WHAT NEEDS TO BE DONE:
The lines to print are the one containing "let layout = BuildLayout::new(dir.path());" and every line after it through the end of the entries below. Print them exactly and nothing else.

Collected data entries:

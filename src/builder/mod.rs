//! The static/shared library build sequence for the vendor solver.
//!
//! Four steps, run to completion or aborted on the first failure: ensure the
//! output directories exist, compile the one source file to an object,
//! archive it into a static library, link it into a shared library exporting
//! the single solver entry point. No retries, no partial-artifact cleanup.

mod layout;
mod manifest;

use std::fs;
use std::path::{Path, PathBuf};
use std::process::Command;

use thiserror::Error;

use crate::toolchain::{Family, Toolchain};
use crate::{solver_entry_symbol, SOLVER_NAME};

pub use layout::BuildLayout;
pub use manifest::BuildManifest;

#[derive(Error, Debug)]
pub enum BuildError {
    #[error("solver source not found at {0}")]
    MissingSource(PathBuf),
    #[error("no usable C compiler: {0}")]
    NoCompiler(String),
    #[error("{stage} failed: {detail}")]
    Stage {
        stage: &'static str,
        detail: String,
    },
    #[error("manifest error: {0}")]
    Manifest(String),
    #[error(transparent)]
    Io(#[from] std::io::Error),
}

/// Run the full build sequence for the layout's vendor drop.
///
/// Re-running against the same layout is idempotent in effect: the same
/// artifact set with the same exported symbol is produced each time.
pub fn build_library(layout: &BuildLayout) -> Result<BuildManifest, BuildError> {
    let source = layout.source();
    if !source.is_file() {
        return Err(BuildError::MissingSource(source));
    }

    let toolchain = Toolchain::detect()?;

    fs::create_dir_all(layout.obj_dir())?;
    fs::create_dir_all(layout.lib_dir())?;

    let object = layout.object();
    compile(&toolchain, &source, &object)?;
    archive(&toolchain, &object, &layout.static_lib())?;
    link_shared(&toolchain, &object, &layout.shared_lib())?;

    let profile = toolchain.profile();
    let manifest = BuildManifest {
        solver: SOLVER_NAME.to_string(),
        compiler: toolchain.compiler_path().to_path_buf(),
        family: toolchain.family().to_string(),
        compile_flags: profile.compile_flags(),
        link_libs: profile.link_libs.iter().map(|l| l.to_string()).collect(),
        static_lib: layout.static_lib(),
        shared_lib: layout.shared_lib(),
        exported_symbol: solver_entry_symbol(),
    };
    manifest.write(&layout.manifest())?;
    Ok(manifest)
}

fn compile(toolchain: &Toolchain, source: &Path, object: &Path) -> Result<(), BuildError> {
    let mut cmd = toolchain.command();
    match toolchain.family() {
        Family::Msvc => {
            cmd.arg("/nologo")
                .arg("/c")
                .arg(source)
                .arg(format!("/Fo{}", object.display()));
        }
        _ => {
            cmd.args(toolchain.profile().compile_flags())
                .arg("-c")
                .arg(source)
                .arg("-o")
                .arg(object);
        }
    }
    run_stage("compile", &mut cmd)
}

fn archive(toolchain: &Toolchain, object: &Path, static_lib: &Path) -> Result<(), BuildError> {
    // A stale archive would keep accumulating members; rebuild from scratch.
    if static_lib.exists() {
        fs::remove_file(static_lib)?;
    }
    let mut cmd = toolchain.archiver();
    match toolchain.family() {
        Family::Msvc => {
            cmd.arg("/nologo")
                .arg(format!("/OUT:{}", static_lib.display()))
                .arg(object);
        }
        _ => {
            cmd.arg("crs").arg(static_lib).arg(object);
        }
    }
    run_stage("archive", &mut cmd)
}

fn link_shared(toolchain: &Toolchain, object: &Path, shared_lib: &Path) -> Result<(), BuildError> {
    let mut cmd = toolchain.command();
    let profile = toolchain.profile();
    match toolchain.family() {
        Family::Msvc => {
            cmd.arg("/nologo")
                .arg("/LD")
                .arg(object)
                .arg(format!("/Fe:{}", shared_lib.display()))
                .arg("/link")
                .arg(format!("/EXPORT:{}", solver_entry_symbol()));
        }
        _ => {
            cmd.arg("-shared");
            if let Some(pic) = profile.pic {
                cmd.arg(pic);
            }
            if let Some(openmp) = profile.openmp {
                cmd.arg(openmp);
            }
            cmd.arg("-o").arg(shared_lib).arg(object);
            for lib in &profile.link_libs {
                cmd.arg(format!("-l{lib}"));
            }
        }
    }
    run_stage("link", &mut cmd)
}

fn run_stage(stage: &'static str, cmd: &mut Command) -> Result<(), BuildError> {
    let output = cmd.output().map_err(|e| BuildError::Stage {
        stage,
        detail: e.to_string(),
    })?;
    if !output.status.success() {
        let mut detail = String::from_utf8_lossy(&output.stderr).trim().to_string();
        if detail.is_empty() {
            detail = String::from_utf8_lossy(&output.stdout).trim().to_string();
        }
        if detail.is_empty() {
            detail = format!("exit status {}", output.status);
        }
        return Err(BuildError::Stage { stage, detail });
    }
    Ok(())
}

#[cfg(test)]
mod tests {
    use super::*;

    #[test]
    fn missing_source_is_reported_before_toolchain_detection() {
        let dir = tempfile::tempdir().unwrap();
        let layout = BuildLayout::new(dir.path());
        let err = build_library(&layout).unwrap_err();
        match err {
            BuildError::MissingSource(path) => {
                assert!(path.ends_with("myMPC_FORCESPro/src/myMPC_FORCESPro.c"));
            }
            other => panic!("expected MissingSource, got {other}"),
        }
        // Nothing may be created when the source is absent.
        assert!(!layout.obj_dir().exists());
        assert!(!layout.lib_dir().exists());
    }
}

RESULT OF THE TASK:
        let layout = BuildLayout::new(dir.path());
        let err = build_library(&layout).unwrap_err();
        match err {
            BuildError::MissingSource(path) => {
                assert!(path.ends_with("myMPC_FORCESPro/src/myMPC_FORCESPro.c"));
            }
            other => panic!("expected MissingSource, got {other}"),
        }
        // Nothing may be created when the source is absent.
        assert!(!layout.obj_dir().exists());
        assert!(!layout.lib_dir().exists());
    }
}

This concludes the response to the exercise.